Apart from a question about settlers taking the American Indians'
land, the only challenge I got about the nature of lawful property
claims came from my respondent, who quite accurately pointed out
that according to the Bible, God is the owner of everything, and
that we are merely stewards of His creation. Fine, I answered, but
unless you are a Hegelian, to move from that proposition to the
assertion that the State can morally distribute the property in
the society as it sees fit is a non sequitur. It seems to
me that "Thou shalt not steal" is a better rule to fall
back on. My respondent also said (I am paraphrasing) that libertarianism
is not Christian because it's all about atomistic individualism
and self-interest (an ironic criticism, given that John Rawls appeals
to self-interest of individuals behind a "veil
of ignorance
" to establish his rules of justice). No, I
said, it's all about restricting the accepted use of violence
in society.

However, members
of the audience were not satisfied with this. They immediately shifted
their questions away from the issue of coercion to various imaginary
scenarios that would result in an unhappy outcome for a woman, a
Hispanic person, etc., in a property-based, State-less society.
One young man constructed such an unrealistic scenario in which
a single propertyless black family was surrounded by bigoted whites
in a closed society, that I jokingly asked him whether there was
a magic wall around this place to prevent the family from leaving.
On reflection, it probably would have been more effective to ask
him to play by his own rules: What are the odds that such a hypothetical
society would adopt any system of justice he would find acceptable?
It's hardly fair to fault Rothbard for not providing a happy ending
to extreme counter-factual cases of this sort. I did take the opportunity
afforded by his question to point out to the audience the silliness
of expecting to find political solutions for all social and economic
problems.

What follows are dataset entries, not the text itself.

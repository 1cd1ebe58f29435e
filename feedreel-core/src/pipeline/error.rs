use thiserror::Error;

use crate::assembler::AssemblyError;
use crate::feed::FeedError;
use crate::media::{MediaError, PlaceholderError};
use crate::scratch::ScratchError;

/// Why a single channel run produced no video.
#[derive(Debug, Error)]
pub enum PipelineError {
    #[error("scratch directory: {0}")]
    Scratch(#[from] ScratchError),
    #[error("feed: {0}")]
    Feed(#[from] FeedError),
    #[error("media: {0}")]
    Media(#[from] MediaError),
    #[error("placeholder: {0}")]
    Placeholder(#[from] PlaceholderError),
    #[error("assembly: {0}")]
    Assembly(#[from] AssemblyError),
}

impl PipelineError {
    pub fn stage(&self) -> &'static str {
        match self {
            PipelineError::Scratch(_) => "scratch",
            PipelineError::Feed(_) => "feed",
            PipelineError::Media(_) => "media",
            PipelineError::Placeholder(_) => "placeholder",
            PipelineError::Assembly(_) => "assembly",
        }
    }
}

pub type PipelineResult<T> = Result<T, PipelineError>;
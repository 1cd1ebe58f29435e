mod error;
mod font;
mod placeholder;

use std::path::{Path, PathBuf};
use std::time::Duration;

use futures::StreamExt;
use image::{DynamicImage, ImageFormat};
use reqwest::Client;
use tokio::fs;
use tokio::io::AsyncWriteExt;
use tracing::{debug, info, warn};
use url::Url;

use crate::feed::CandidatePost;

pub use error::{MediaError, MediaResult, PlaceholderError};
pub use placeholder::{
    placeholder_caption, PlaceholderGenerator, PLACEHOLDER_FILE_NAME, PLACEHOLDER_HEIGHT,
    PLACEHOLDER_WIDTH,
};

/// Every retained image ends up as a JPEG with this extension.
pub const CANONICAL_EXTENSION: &str = "jpg";

pub const DOWNLOAD_TIMEOUT: Duration = Duration::from_secs(10);

pub fn sequence_file_name(sequence: usize, extension: &str) -> String {
    format!("img{sequence}.{extension}")
}

/// Downloads post images into a scratch directory and normalizes them.
#[derive(Debug, Clone)]
pub struct MediaFetcher {
    http: Client,
    allow_local_files: bool,
}

impl MediaFetcher {
    pub fn new(user_agent: &str) -> MediaResult<Self> {
        let http = Client::builder()
            .user_agent(user_agent)
            .timeout(DOWNLOAD_TIMEOUT)
            .build()
            .map_err(|err| MediaError::Client(err.to_string()))?;
        Ok(Self {
            http,
            allow_local_files: false,
        })
    }

    /// Lets `file://` post URLs be read from the local filesystem. Off by
    /// default: only `http` and `https` URLs are fetched.
    pub fn allow_local_files(mut self, allow: bool) -> Self {
        self.allow_local_files = allow;
        self
    }

    /// Returns how many canonical images were written. Files are numbered
    /// `img1.jpg`, `img2.jpg`, ... in feed order with no gaps.
    pub async fn fetch(&self, posts: &[CandidatePost], scratch_dir: &Path) -> MediaResult<usize> {
        let mut retained = 0usize;
        for post in posts {
            let Some(extension) = post.declared_type.extension() else {
                debug!(post = %post.id, url = %post.url, "unsupported media skipped");
                continue;
            };
            let sequence = retained + 1;
            match self.retain(post, extension, sequence, scratch_dir).await {
                Ok(path) => {
                    retained = sequence;
                    debug!(post = %post.id, path = %path.display(), "image retained");
                }
                Err(err) if err.is_fatal() => return Err(err),
                Err(err) => {
                    warn!(post = %post.id, url = %post.url, error = %err, "image skipped");
                }
            }
        }
        info!(
            retained,
            candidates = posts.len(),
            dir = %scratch_dir.display(),
            "media fetch finished"
        );
        Ok(retained)
    }

    async fn retain(
        &self,
        post: &CandidatePost,
        extension: &str,
        sequence: usize,
        scratch_dir: &Path,
    ) -> MediaResult<PathBuf> {
        let raw_path = scratch_dir.join(sequence_file_name(sequence, extension));
        if let Err(err) = self.fetch_to_file(&post.url, &raw_path).await {
            discard(&raw_path).await;
            return Err(err);
        }
        if extension == CANONICAL_EXTENSION {
            return Ok(raw_path);
        }

        let canonical = scratch_dir.join(sequence_file_name(sequence, CANONICAL_EXTENSION));
        let source = raw_path.clone();
        let target = canonical.clone();
        let converted = tokio::task::spawn_blocking(move || normalize_image(&source, &target))
            .await
            .map_err(|err| MediaError::encoding(&raw_path, err))
            .and_then(|result| result);
        discard(&raw_path).await;
        match converted {
            Ok(()) => {
                debug!(from = extension, path = %canonical.display(), "image converted");
                Ok(canonical)
            }
            Err(err) => {
                discard(&canonical).await;
                Err(err)
            }
        }
    }

    async fn fetch_to_file(&self, url: &str, path: &Path) -> MediaResult<()> {
        let parsed = Url::parse(url).map_err(|err| MediaError::download(url, err))?;
        match parsed.scheme() {
            "http" | "https" => {}
            "file" if self.allow_local_files => {
                let source = parsed
                    .to_file_path()
                    .map_err(|_| MediaError::download(url, "invalid file url"))?;
                let bytes = fs::read(&source)
                    .await
                    .map_err(|err| MediaError::download(url, err))?;
                return fs::write(path, bytes)
                    .await
                    .map_err(|source| MediaError::Io {
                        source,
                        path: path.to_path_buf(),
                    });
            }
            scheme => {
                return Err(MediaError::download(
                    url,
                    format!("unsupported url scheme {scheme:?}"),
                ))
            }
        }

        let response = self
            .http
            .get(parsed)
            .send()
            .await
            .and_then(|response| response.error_for_status())
            .map_err(|err| MediaError::download(url, err))?;
        let mut file = fs::File::create(path)
            .await
            .map_err(|source| MediaError::Io {
                source,
                path: path.to_path_buf(),
            })?;
        let mut stream = response.bytes_stream();
        while let Some(chunk) = stream.next().await {
            let data = chunk.map_err(|err| MediaError::download(url, err))?;
            file.write_all(&data)
                .await
                .map_err(|source| MediaError::Io {
                    source,
                    path: path.to_path_buf(),
                })?;
        }
        file.flush().await.map_err(|source| MediaError::Io {
            source,
            path: path.to_path_buf(),
        })?;
        Ok(())
    }
}

/// Decodes whatever was downloaded (sniffing the real format) and re-encodes
/// it as an RGB JPEG.
pub fn normalize_image(source: &Path, target: &Path) -> MediaResult<()> {
    let decoded = image::io::Reader::open(source)
        .map_err(|err| MediaError::encoding(source, err))?
        .with_guessed_format()
        .map_err(|err| MediaError::encoding(source, err))?
        .decode()
        .map_err(|err| MediaError::encoding(source, err))?;
    DynamicImage::ImageRgb8(decoded.to_rgb8())
        .save_with_format(target, ImageFormat::Jpeg)
        .map_err(|err| MediaError::encoding(target, err))
}

async fn discard(path: &Path) {
    if let Err(err) = fs::remove_file(path).await {
        if err.kind() != std::io::ErrorKind::NotFound {
            warn!(path = %path.display(), error = %err, "failed to remove partial file");
        }
    }
}

#[cfg(test)]
mod tests {
    use super::*;
    use image::{Rgb, RgbImage};
    use tempfile::TempDir;

    #[test]
    fn sequence_names() {
        assert_eq!(sequence_file_name(1, "png"), "img1.png");
        assert_eq!(sequence_file_name(12, CANONICAL_EXTENSION), "img12.jpg");
    }

    #[test]
    fn normalize_converts_png_to_jpeg() {
        let dir = TempDir::new().unwrap();
        let source = dir.path().join("img1.png");
        RgbImage::from_pixel(16, 8, Rgb([200, 10, 10]))
            .save_with_format(&source, ImageFormat::Png)
            .unwrap();
        let target = dir.path().join("img1.jpg");

        normalize_image(&source, &target).unwrap();

        let format = image::io::Reader::open(&target)
            .unwrap()
            .with_guessed_format()
            .unwrap()
            .format();
        assert_eq!(format, Some(ImageFormat::Jpeg));
        let decoded = image::open(&target).unwrap();
        assert_eq!((decoded.width(), decoded.height()), (16, 8));
    }

    #[test]
    fn normalize_rejects_garbage() {
        let dir = TempDir::new().unwrap();
        let source = dir.path().join("img1.png");
        std::fs::write(&source, b"<html>not an image</html>").unwrap();
        let err = normalize_image(&source, &dir.path().join("img1.jpg")).unwrap_err();
        assert!(matches!(err, MediaError::Encoding { .. }));
        assert!(!err.is_fatal());
    }
}
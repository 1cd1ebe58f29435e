use std::path::{Path, PathBuf};

use async_trait::async_trait;
use rusqlite::{params, Connection, OpenFlags};

use super::models::{ProducedVideoRecord, StoredVideo};
use super::{StoreError, StoreResult, VideoSink};

const VIDEO_SCHEMA: &str = include_str!("../../../sql/videos.sql");

fn configure_connection(conn: &Connection) -> rusqlite::Result<()> {
    conn.execute_batch(
        "PRAGMA journal_mode = WAL;\n\
         PRAGMA synchronous = NORMAL;\n\
         PRAGMA temp_store = MEMORY;\n\
         PRAGMA busy_timeout = 5000;\n",
    )
}

#[derive(Debug, Clone)]
pub struct SqliteVideoStoreBuilder {
    path: Option<PathBuf>,
    read_only: bool,
    create_if_missing: bool,
}

impl Default for SqliteVideoStoreBuilder {
    fn default() -> Self {
        Self {
            path: None,
            read_only: false,
            create_if_missing: true,
        }
    }
}

impl SqliteVideoStoreBuilder {
    pub fn new() -> Self {
        Self::default()
    }

    pub fn path(mut self, path: impl AsRef<Path>) -> Self {
        self.path = Some(path.as_ref().to_path_buf());
        self
    }

    pub fn read_only(mut self, value: bool) -> Self {
        self.read_only = value;
        self
    }

    pub fn create_if_missing(mut self, value: bool) -> Self {
        self.create_if_missing = value;
        self
    }

    pub fn build(self) -> StoreResult<SqliteVideoStore> {
        let path = self.path.ok_or(StoreError::MissingStore)?;
        let mut flags = if self.read_only {
            OpenFlags::SQLITE_OPEN_READ_ONLY
        } else {
            OpenFlags::SQLITE_OPEN_READ_WRITE
        };
        if !self.read_only && self.create_if_missing {
            flags |= OpenFlags::SQLITE_OPEN_CREATE;
        }
        Ok(SqliteVideoStore {
            path,
            flags,
            read_only: self.read_only,
        })
    }
}

/// Catalog of produced videos. Each call opens its own connection.
#[derive(Debug, Clone)]
pub struct SqliteVideoStore {
    path: PathBuf,
    flags: OpenFlags,
    read_only: bool,
}

impl SqliteVideoStore {
    pub fn builder() -> SqliteVideoStoreBuilder {
        SqliteVideoStoreBuilder::new()
    }

    pub fn new(path: impl AsRef<Path>) -> StoreResult<Self> {
        SqliteVideoStoreBuilder::new().path(path).build()
    }

    pub fn path(&self) -> &Path {
        &self.path
    }

    fn open(&self) -> StoreResult<Connection> {
        let conn = Connection::open_with_flags(&self.path, self.flags).map_err(|source| {
            StoreError::OpenDatabase {
                path: self.path.clone(),
                source,
            }
        })?;
        if !self.read_only {
            configure_connection(&conn).map_err(|source| StoreError::OpenDatabase {
                path: self.path.clone(),
                source,
            })?;
        }
        Ok(conn)
    }

    pub fn initialize(&self) -> StoreResult<()> {
        let conn = self.open()?;
        conn.execute_batch(VIDEO_SCHEMA)?;
        Ok(())
    }

    pub fn insert(&self, record: &ProducedVideoRecord) -> StoreResult<i64> {
        let conn = self.open()?;
        conn.execute(
            "INSERT INTO videos (
                channel, filename, path, created_at, ordering, image_duration, fps,
                duration_seconds, size_bytes, post_count, placeholder
            ) VALUES (?1, ?2, ?3, ?4, ?5, ?6, ?7, ?8, ?9, ?10, ?11)",
            params![
                &record.channel,
                &record.filename,
                record.path.to_string_lossy().into_owned(),
                record.created_at,
                record.ordering.as_str(),
                record.image_duration,
                record.fps,
                record.duration_seconds,
                record.size_bytes as i64,
                record.post_count,
                if record.placeholder { 1 } else { 0 },
            ],
        )?;
        Ok(conn.last_insert_rowid())
    }

    /// Newest first, optionally restricted to one channel.
    pub fn list_recent(&self, channel: Option<&str>, limit: usize) -> StoreResult<Vec<StoredVideo>> {
        let conn = self.open()?;
        let mut stmt = conn.prepare(
            "SELECT * FROM videos
             WHERE (?1 IS NULL OR channel = ?1)
             ORDER BY created_at DESC, id DESC
             LIMIT ?2",
        )?;
        let rows = stmt
            .query_map((channel, limit as i64), |row| StoredVideo::from_row(row))?
            .collect::<Result<Vec<_>, _>>()?;
        Ok(rows)
    }

    pub fn count(&self) -> StoreResult<u64> {
        let conn = self.open()?;
        let count: i64 = conn.query_row("SELECT COUNT(*) FROM videos", [], |row| row.get(0))?;
        Ok(count.max(0) as u64)
    }
}

#[async_trait]
impl VideoSink for SqliteVideoStore {
    async fn record(&self, video: &ProducedVideoRecord) -> StoreResult<()> {
        let store = self.clone();
        let video = video.clone();
        tokio::task::spawn_blocking(move || store.insert(&video))
            .await
            .map_err(|err| StoreError::Task(err.to_string()))??;
        Ok(())
    }
}

#[cfg(test)]
mod tests {
    use super::*;
    use crate::feed::OrderingMode;
    use chrono::{Duration, TimeZone, Utc};
    use tempfile::TempDir;

    fn record(channel: &str, minute: u32) -> ProducedVideoRecord {
        ProducedVideoRecord {
            channel: channel.to_string(),
            filename: format!("{channel}_reel.mp4"),
            path: PathBuf::from(format!("output_{channel}_20240101_0000{minute:02}/{channel}_reel.mp4")),
            created_at: Utc.with_ymd_and_hms(2024, 1, 1, 0, minute, 0).unwrap(),
            ordering: OrderingMode::Top,
            image_duration: 3.0,
            fps: 30,
            duration_seconds: 9.0,
            size_bytes: 4096,
            post_count: 10,
            placeholder: false,
        }
    }

    #[test]
    fn list_recent_filters_and_orders() {
        let dir = TempDir::new().unwrap();
        let store = SqliteVideoStore::new(dir.path().join("videos.sqlite")).unwrap();
        store.initialize().unwrap();

        store.insert(&record("memes", 1)).unwrap();
        store.insert(&record("dankmemes", 2)).unwrap();
        let mut latest = record("memes", 3);
        latest.created_at += Duration::seconds(5);
        store.insert(&latest).unwrap();

        let memes = store.list_recent(Some("memes"), 10).unwrap();
        assert_eq!(memes.len(), 2);
        assert_eq!(memes[0].record, latest);

        let everything = store.list_recent(None, 2).unwrap();
        assert_eq!(everything.len(), 2);
        assert_eq!(store.count().unwrap(), 3);
    }

    #[test]
    fn builder_requires_path() {
        let err = SqliteVideoStore::builder().build().unwrap_err();
        assert!(matches!(err, StoreError::MissingStore));
    }
}
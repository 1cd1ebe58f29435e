mod error;
mod models;
mod sqlite;

use async_trait::async_trait;

pub use error::{StoreError, StoreResult};
pub use models::{ProducedVideoRecord, StoredVideo};
pub use sqlite::{SqliteVideoStore, SqliteVideoStoreBuilder};

/// Destination for finished video records. The pipeline only ever writes.
#[async_trait]
pub trait VideoSink: Send + Sync {
    async fn record(&self, video: &ProducedVideoRecord) -> StoreResult<()>;
}
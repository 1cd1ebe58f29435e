use feedreel_core::{
    DeclaredType, FeedCredentials, FeedEndpoints, FeedError, FeedSource, OrderingMode,
    RedditFeedClient,
};
use serde_json::json;
use wiremock::matchers::{header, method, path, query_param};
use wiremock::{Mock, MockServer, ResponseTemplate};

const TOKEN_PATH: &str = "/api/v1/access_token";

fn endpoints(server: &MockServer) -> FeedEndpoints {
    FeedEndpoints {
        auth_url: format!("{}{}", server.uri(), TOKEN_PATH),
        api_base: server.uri(),
    }
}

fn credentials() -> FeedCredentials {
    FeedCredentials::new("client-id", "client-secret", "feedreel-tests/0.1")
}

async fn mount_token(server: &MockServer) {
    Mock::given(method("POST"))
        .and(path(TOKEN_PATH))
        .respond_with(ResponseTemplate::new(200).set_body_json(json!({
            "access_token": "token-123",
            "token_type": "bearer",
            "expires_in": 3600,
        })))
        .mount(server)
        .await;
}

fn listing(posts: &[(&str, Option<&str>)]) -> serde_json::Value {
    let children: Vec<_> = posts
        .iter()
        .map(|(id, url)| json!({ "kind": "t3", "data": { "id": id, "url": url } }))
        .collect();
    json!({ "kind": "Listing", "data": { "children": children, "after": null } })
}

#[tokio::test]
async fn lists_posts_in_feed_order() {
    let server = MockServer::start().await;
    mount_token(&server).await;
    Mock::given(method("GET"))
        .and(path("/r/testsub/new"))
        .and(query_param("limit", "4"))
        .and(header("authorization", "Bearer token-123"))
        .respond_with(ResponseTemplate::new(200).set_body_json(listing(&[
            ("a1", Some("https://i.example/a.png")),
            ("a2", Some("https://i.example/b.JPG")),
            ("a3", None),
            ("a4", Some("https://i.example/c.jpeg")),
        ])))
        .mount(&server)
        .await;

    let client = RedditFeedClient::connect(credentials(), endpoints(&server))
        .await
        .unwrap();
    let posts = client
        .list_posts("testsub", OrderingMode::New, 4)
        .await
        .unwrap();

    let ids: Vec<&str> = posts.iter().map(|post| post.id.as_str()).collect();
    assert_eq!(ids, ["a1", "a2", "a4"]);
    assert_eq!(posts[0].declared_type, DeclaredType::Png);
    assert_eq!(posts[1].declared_type, DeclaredType::Unsupported);
    assert_eq!(posts[2].declared_type, DeclaredType::Jpeg);
}

#[tokio::test]
async fn top_listing_spans_all_time() {
    let server = MockServer::start().await;
    mount_token(&server).await;
    Mock::given(method("GET"))
        .and(path("/r/memes/top"))
        .and(query_param("t", "all"))
        .respond_with(ResponseTemplate::new(200).set_body_json(listing(&[(
            "t1",
            Some("https://i.example/t.jpg"),
        )])))
        .expect(1)
        .mount(&server)
        .await;

    let client = RedditFeedClient::connect(credentials(), endpoints(&server))
        .await
        .unwrap();
    let posts = client.list_posts("memes", OrderingMode::Top, 1).await.unwrap();
    assert_eq!(posts.len(), 1);
}

#[tokio::test]
async fn rejected_credentials_fail_at_connect() {
    let server = MockServer::start().await;
    Mock::given(method("POST"))
        .and(path(TOKEN_PATH))
        .respond_with(ResponseTemplate::new(401))
        .mount(&server)
        .await;

    let err = RedditFeedClient::connect(credentials(), endpoints(&server))
        .await
        .unwrap_err();
    assert!(err.is_authentication(), "unexpected error {err:?}");
}

#[tokio::test]
async fn token_error_body_is_an_authentication_failure() {
    let server = MockServer::start().await;
    Mock::given(method("POST"))
        .and(path(TOKEN_PATH))
        .respond_with(
            ResponseTemplate::new(200).set_body_json(json!({ "error": "invalid_grant" })),
        )
        .mount(&server)
        .await;

    let err = RedditFeedClient::connect(credentials(), endpoints(&server))
        .await
        .unwrap_err();
    assert!(matches!(err, FeedError::Authentication(reason) if reason == "invalid_grant"));
}

#[tokio::test]
async fn missing_credentials_never_reach_the_network() {
    let server = MockServer::start().await;
    let err = RedditFeedClient::connect(
        FeedCredentials::new("", "secret", "agent"),
        endpoints(&server),
    )
    .await
    .unwrap_err();
    assert!(matches!(err, FeedError::MissingCredentials(ref missing) if missing == &["ID"]));
    assert!(server.received_requests().await.unwrap_or_default().is_empty());
}

#[tokio::test]
async fn unknown_channel_is_a_channel_error() {
    let server = MockServer::start().await;
    mount_token(&server).await;
    Mock::given(method("GET"))
        .and(path("/r/nosuchsub/hot"))
        .respond_with(ResponseTemplate::new(404))
        .mount(&server)
        .await;

    let client = RedditFeedClient::connect(credentials(), endpoints(&server))
        .await
        .unwrap();
    let err = client
        .list_posts("nosuchsub", OrderingMode::Hot, 5)
        .await
        .unwrap_err();
    assert!(!err.is_authentication());
    assert!(matches!(err, FeedError::Status { status: 404, .. }));
}

#[tokio::test]
async fn malformed_listing_is_reported() {
    let server = MockServer::start().await;
    mount_token(&server).await;
    Mock::given(method("GET"))
        .and(path("/r/memes/rising"))
        .respond_with(ResponseTemplate::new(200).set_body_string("<html>busy</html>"))
        .mount(&server)
        .await;

    let client = RedditFeedClient::connect(credentials(), endpoints(&server))
        .await
        .unwrap();
    let err = client
        .list_posts("memes", OrderingMode::Rising, 5)
        .await
        .unwrap_err();
    assert!(matches!(err, FeedError::Decode(_) | FeedError::Network(_)));
}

If they wanted to believe that, I said, they would have
to blame President Obama for the persistent oil leak in the Gulf
of Mexico (surprisingly, none of them wanted to do this).

This pragmatic
and consequentialist approach to using the State to right all perceived
naughtiness is tied to another problem libertarians face when confronting
academics. There seemed to be little interest among audience
members in whether the ideas I had presented were true, only in
whether their application would bring about results they liked.
Murray Rothbard deduced his political positions from first principles
he held to be objectively true, and he had the intellectual honesty
to follow his reasoning wherever his rational understanding led
him. I had expected a Christian audience to have some respect for
this procedure, but the only ideas that were expressed audibly were
more typical of postmodern reductionism: "Naïve. . . .
This is sexist. . . . Only a white property-owning male could believe
this," etc. Is this what passes for critical engagement with
challenging ideas among academics these days? Have even Christian
scholars become so hypnotized by the race/class/gender analysis
they imbibed in graduate school that deconstructing the speaker
takes precedence over getting at the truth of things?

No wonder the
audience seemed more receptive to Rawlsianism; Rawls famously made
a point of defining his original
position
in such a way that he would inevitably get the egalitarian
results he wanted through "reflective equilibrium." This
has always seemed to me to be an illegitimate procedure, Rawls's
objections to the contrary notwithstanding, but it is naturally
very attractive to the legions of academics who have rejected the
notion of objective truth. They are ideologically committed to State-enforced
multicultural egalitarianism, come hell or high water, and will
dismiss out of hand an alternative system without bothering to refute
its reasoning. I don't know whether any of the audience members
fell into this category, but any who did are certainly out of step
with millennia of Christian teaching on the nature of truth and
the use of reason. I am reminded of the debate in which the great
Christian apologist Greg
Bahnsen
, in response to his atheist opponent's statement that
the notion of God offended his sensibilities, said that this argument
was on the same level as the boy who sticks his fingers in his ears
and chants nonsense to avoid hearing what his mother is telling
him. The point is that if a proposition is true, whether it be the
existence of God, the homesteading principle, or the nonaggression
axiom, it doesn't matter whether you like it or not; you have an
obligation to act in accordance with that reality.

My CSC experience
showed me that libertarians still have a long way to go to get a
fair hearing in academia, and an even longer way to win the battle
of ideas. The task is not fruitless; some audience members thanked
me after the session for clearing up some of their misconceptions
about libertarian theory and for suggesting further reading to them.
Those are the times when the huge library of online resources at
Mises.org and the wisdom of the Mises Institute's emphasis on educational
efforts instead of policy bickering really loom large in my mind.
Maybe someday soon we'll get to the point where the mainstream actually
tries to frame on-topic rebuttals to Mises, Rothbard, and the rest
instead of mischaracterizing their arguments or simply ignoring
them. On that day, there will be a lot of people in Auburn to thank.

June
17, 2010

Jason Jewell [send him mail]
is an Adjunct Scholar of the Ludwig von Mises Institute and the
chairman of the Department of Humanities at Faulkner University
in Montgomery, Alabama.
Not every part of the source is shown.